Dopo essersi smarrito negli spazi siderali di Marte (Mission to mars, 2000), con Femme Fatale Brian De Palma torna alle proprie ossessioni, al desiderio di mostrare il cinema a modo suo, all'irreprimibile tentazione di giocare con lo spettatore.
Fin dal titolo è evidente la volontà di De Palma di raccontare un cliché, uno degli stereotipi più accattivanti e conturbanti della settima arte. La donna fatale, infatti (da Barbara Stanwyck a Linda Fiorentino, da Brigitte Helm a Melanie Griffith, da Patricia Arquette a Rebecca Romijn-Stamos) racchiude in sé tre dei motivi su cui si basa il cinema stesso: erotismo, violenza e menzogna. Mettendo in scena le azioni "preconfezionate" di Lily-Laura (Rebecca Romijn-Stamos), il regista si vuole esprimere ancora una volta sull'effimera interazione tra realtà e finzione da un punto di vista sia narrativo sia linguistico.

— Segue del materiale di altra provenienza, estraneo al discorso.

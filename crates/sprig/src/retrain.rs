// Incremental retraining loop
//
// The head trained on phase-2 features:
//
//   Connected(N*H*W → hidden) → ReLU → Connected(hidden → classes) → Softmax
//
// freshly initialised from a seeded RNG. Training runs a fixed number of
// epochs with no early stopping. Accuracy on both datasets is reported once
// before the first epoch (epoch 0) and after every epoch, so E epochs give
// E + 1 reports.

use std::fmt;

use rand::Rng;
use serde::{Deserialize, Serialize};

use sprig_core::{Error, Result};
use sprig_data::{BatchOrder, Batcher, Dataset};
use sprig_nn::{accuracy, train_epoch, Accuracy, Activation, Connected, Network, Sgd};

/// Hyperparameters of one training run.
#[derive(Debug, Clone, Copy, PartialEq)]
pub struct TrainSettings {
    pub batch_size: usize,
    /// Mini-batches per epoch.
    pub iterations: usize,
    pub epochs: usize,
    pub sgd: Sgd,
    pub order: BatchOrder,
    pub seed: u64,
}

/// Accuracy after one epoch. Epoch 0 is the untrained baseline.
#[derive(Debug, Clone, Copy, PartialEq, Serialize, Deserialize)]
pub struct EpochReport {
    pub epoch: usize,
    /// Mean training loss of the epoch, `None` for the baseline.
    pub loss: Option<f32>,
    pub train: Accuracy,
    pub test: Accuracy,
}

#[derive(Debug, Clone, Default, PartialEq, Serialize, Deserialize)]
pub struct RetrainReport {
    pub epochs: Vec<EpochReport>,
}

impl RetrainReport {
    pub fn baseline(&self) -> Option<&EpochReport> {
        self.epochs.first()
    }

    pub fn last(&self) -> Option<&EpochReport> {
        self.epochs.last()
    }
}

impl fmt::Display for RetrainReport {
    fn fmt(&self, f: &mut fmt::Formatter<'_>) -> fmt::Result {
        writeln!(f, "Retraining: {} reports", self.epochs.len())?;
        for e in &self.epochs {
            write!(
                f,
                "  epoch {:>3}: train {:.4}  test {:.4}",
                e.epoch,
                e.train.fraction(),
                e.test.fraction()
            )?;
            match e.loss {
                Some(loss) => writeln!(f, "  loss {loss:.6}")?,
                None => writeln!(f)?,
            }
        }
        Ok(())
    }
}

/// A new two-layer classifier head.
pub fn build_head<R: Rng + ?Sized>(
    in_features: usize,
    hidden: usize,
    classes: usize,
    rng: &mut R,
) -> Result<Network> {
    let mut net = Network::new();
    net.push(Connected::new(in_features, hidden, rng)?)?;
    net.push(Activation::relu(hidden)?)?;
    net.push(Connected::new(hidden, classes, rng)?)?;
    net.push(Activation::softmax(classes)?)?;
    Ok(net)
}

fn check_fit(net: &Network, data: &Dataset) -> Result<()> {
    if net.input_len() != data.features() {
        return Err(Error::shape_mismatch(&[net.input_len()], &[data.features()]));
    }
    if net.output_len() != data.classes() {
        return Err(Error::shape_mismatch(&[net.output_len()], &[data.classes()]));
    }
    Ok(())
}

/// Train `net` for `settings.epochs` epochs, reporting accuracy on `train`
/// and `test` before the first epoch and after each one.
pub fn retrain(
    net: &mut Network,
    train: &Dataset,
    test: &Dataset,
    settings: &TrainSettings,
) -> Result<RetrainReport> {
    check_fit(net, train)?;
    check_fit(net, test)?;
    let mut batcher = Batcher::new(settings.order, settings.seed);
    let mut report = RetrainReport {
        epochs: Vec::with_capacity(settings.epochs + 1),
    };

    for epoch in 0..=settings.epochs {
        let loss = if epoch == 0 {
            None
        } else {
            Some(train_epoch(
                net,
                train,
                &mut batcher,
                settings.batch_size,
                settings.iterations,
                &settings.sgd,
            )?)
        };
        let e = EpochReport {
            epoch,
            loss,
            train: accuracy(net, train)?,
            test: accuracy(net, test)?,
        };
        tracing::info!(
            epoch,
            loss = e.loss.unwrap_or(f32::NAN),
            train = e.train.fraction(),
            test = e.test.fraction(),
            "epoch"
        );
        report.epochs.push(e);
    }
    Ok(report)
}

/// Train `net` for `epochs` epochs without evaluation. Returns each epoch's
/// mean loss. Used to fine-tune the reduced convolution through the frozen
/// migrated head.
pub fn fine_tune(
    net: &mut Network,
    train: &Dataset,
    settings: &TrainSettings,
    epochs: usize,
) -> Result<Vec<f32>> {
    check_fit(net, train)?;
    let mut batcher = Batcher::new(settings.order, settings.seed);
    let mut losses = Vec::with_capacity(epochs);
    for epoch in 1..=epochs {
        let loss = train_epoch(
            net,
            train,
            &mut batcher,
            settings.batch_size,
            settings.iterations,
            &settings.sgd,
        )?;
        tracing::debug!(epoch, loss, "fine-tune epoch");
        losses.push(loss);
    }
    Ok(losses)
}
// Connected: fully-connected (dense) layer
//
//   y = x @ W^T + b
//
// PARAMETER SHAPES:
//
//   weight: [out_features, in_features]   (same row layout as the q7 dense kernel)
//   bias:   [1, out_features]
//
// GRADIENTS (batch of B rows):
//
//   dW += dy^T @ x      [out, B] @ [B, in]
//   db += Σ_rows dy
//   dx  = dy @ W        [B, out] @ [out, in]

use std::any::Any;

use rand::Rng;

use sprig_core::{Error, Matrix, Result};

use crate::init::kaiming_uniform;
use crate::layer::{expect_width, Layer, LayerKind};
use crate::optim::Param;

pub struct Connected {
    weight: Param,
    bias: Param,
    in_features: usize,
    out_features: usize,
    frozen: bool,
    input: Option<Matrix>,
}

impl Connected {
    /// A new layer with Kaiming uniform weights and biases.
    pub fn new<R: Rng + ?Sized>(in_features: usize, out_features: usize, rng: &mut R) -> Result<Self> {
        check_dims(in_features, out_features)?;
        let weight = kaiming_uniform(out_features, in_features, in_features, rng)?;
        let bias = kaiming_uniform(1, out_features, in_features, rng)?;
        Self::from_weights(weight, bias)
    }

    /// Wrap existing weights (`[out, in]`) and bias (`[1, out]`).
    pub fn from_weights(weight: Matrix, bias: Matrix) -> Result<Self> {
        let (out_features, in_features) = (weight.rows(), weight.cols());
        check_dims(in_features, out_features)?;
        if bias.rows() != 1 || bias.cols() != out_features {
            return Err(Error::shape_mismatch(&[1, out_features], &[bias.rows(), bias.cols()]));
        }
        Ok(Connected {
            weight: Param::weight(weight)?,
            bias: Param::bias(bias)?,
            in_features,
            out_features,
            frozen: false,
            input: None,
        })
    }

    /// Builder-style freeze.
    pub fn frozen(mut self) -> Self {
        self.frozen = true;
        self
    }

    pub fn in_features(&self) -> usize {
        self.in_features
    }

    pub fn out_features(&self) -> usize {
        self.out_features
    }

    pub fn weight(&self) -> &Matrix {
        self.weight.value()
    }

    pub fn bias(&self) -> &Matrix {
        self.bias.value()
    }
}

fn check_dims(in_features: usize, out_features: usize) -> Result<()> {
    if in_features == 0 {
        return Err(Error::EmptyDimension {
            layer: "connected",
            what: "input width",
        });
    }
    if out_features == 0 {
        return Err(Error::EmptyDimension {
            layer: "connected",
            what: "output width",
        });
    }
    Ok(())
}

impl Layer for Connected {
    fn kind(&self) -> LayerKind {
        LayerKind::FullyConnected
    }

    fn input_len(&self) -> usize {
        self.in_features
    }

    fn output_len(&self) -> usize {
        self.out_features
    }

    fn forward(&mut self, x: &Matrix) -> Result<Matrix> {
        expect_width(x, self.in_features)?;
        let mut y = x.matmul_nt(self.weight.value())?;
        let b = self.bias.value().row(0);
        for r in 0..y.rows() {
            for (v, &bv) in y.row_mut(r).iter_mut().zip(b) {
                *v += bv;
            }
        }
        self.input = Some(x.clone());
        Ok(y)
    }

    fn backward(&mut self, dy: &Matrix) -> Result<Matrix> {
        expect_width(dy, self.out_features)?;
        let x = self
            .input
            .as_ref()
            .ok_or_else(|| Error::msg("connected: backward before forward"))?;
        if !self.frozen {
            let dw = dy.matmul_tn(x)?;
            self.weight.grad_mut().axpy(1.0, &dw)?;
            let db = self.bias.grad_mut().row_mut(0);
            for r in 0..dy.rows() {
                for (g, &d) in db.iter_mut().zip(dy.row(r)) {
                    *g += d;
                }
            }
        }
        dy.matmul(self.weight.value())
    }

    fn params(&self) -> Vec<&Param> {
        vec![&self.weight, &self.bias]
    }

    fn params_mut(&mut self) -> Vec<&mut Param> {
        vec![&mut self.weight, &mut self.bias]
    }

    fn is_frozen(&self) -> bool {
        self.frozen
    }

    fn set_frozen(&mut self, frozen: bool) {
        self.frozen = frozen;
    }

    fn as_any(&self) -> &dyn Any {
        self
    }

    fn name(&self) -> &'static str {
        "connected"
    }
}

Il suo personale stile barocco - governato da lunghi piani sequenza, dolly, steady-cam e split screen (il cui uso insistito è un ulteriore richiamo alla bidimensionalità del reale) - è, in questo caso, al servizio di una narrazione inconsistente e pretestuosa: il grande colpo al Festival di Cannes giocato sulle note del Bolero è talmente fittizio da sfiorare il ridicolo come la miracolosa coincidenza di eventi che permette a Laura e alla complice Veronica (Rie Rasmussen) di guadagnarsi l'amore, la ricchezza e la libertà dai due segugi alle loro costole. E ancora la relazione mortifera tra Nicolas Bardo e Lily-Laura ricalca pedissequamente gli stereotipi offerti dal genere, anche se non si possono omettere alcuni a solo offerti dal regista come la ferina lotta tra Bardo e Napoleone ridotti dalla perfida Laura a veri e propri "uomini ombra".
Il regista inganna letteralmente per più di un'ora lo spettatore, non senza però fornire, in maniera elegante, gli indizi utili alla comprensione.
Femme fatale infatti non si risolve nell'inflazionato meccanismo del sogno-risveglio, ma, al contrario, questo è orchestrato secondo tre momenti fondamentali quali anticipazione, visualizzazione e spiegazione.
Che la protagonista sia in procinto di vivere un'esperienza onirica è anticipato fin dalla prima inquadratura con la sovrapposizione-immedesimazione, realizzata attraverso uno schermo televisivo, del personaggio di Barbara Stanwyck con quello di Rebecca Romijn-Stamos, creando così una dissolvenza incrociata "catodica" dal sapore postmoderno. Sempre dallo schermo televisivo arriva il secondo richiamo alla possibilità di rivivere nei sogni esperienze di una vita passata o futura. E ancora un germe della fase successiva si scorge in un piccolo insetto che si muove proprio sul bordo della vasca da bagno dove si addormenta la protagonista, vera e propria porta di connessione tra due realtà: Dalì non visualizzò forse i sogni come dei piccoli insetti che uscivano da una mano?
Per quanto riguarda la visualizzazione, le cose diventano ancora più semplici. Infatti il cielo onirico creato dal regista di Omicidio a luci rosse è costellato di continui richiami alla realtà vissuta dalla protagonista riletti dalla sua psiche. Solo per citarne alcuni, si possono menzionare l'acquario nella stanza dove avverrà il suicidio di Lily, dal quale trabocca un'ingente quantità d'acqua, esplicito richiamo alla vasca da bagno; la scritta deja-vu sul cartellone pubblicitario di fronte alla cattedrale di Belleville che ritrae la foto scattata da Nicolas Bardo (Antonio Banderas); la camicia ancora sporca di sangue del perfido Black Tie; il barista del Sailor Bar, il pessimo locale dove Laura-Lyli e Banderas si recano in attesa dell'arrivo del riscatto, che è la guardia corrotta che li aiuta nel colpo al Festival.
La spiegazione non fa altro che riassumere ciò che già è stato mostrato precedentemente per poi rileggerlo nell'ennesima chiave allegorica. Femme fatale diventa così un perfido gioco di scatole cinesi o un mosaico scomposto come quello creato da Bardo sulla parete del suo appartamento.
L'ultima prova di De Palma - malgrado qualche elemento ridondante come l'utilizzo di una semplice scritta (sette anni dopo) come espediente per visualizzare il passaggio temporale, il citazionismo esasperato dell'opera omnia di Hitchcock o il malizioso richiamo alle nuove atmosfere lesbo imposte da Lynch – è l'ennesima parola aggiunta al vocabolario del nuovo cinema che, a dispetto di quello che professa Greenaway, sembra essere tutt'altro che morto.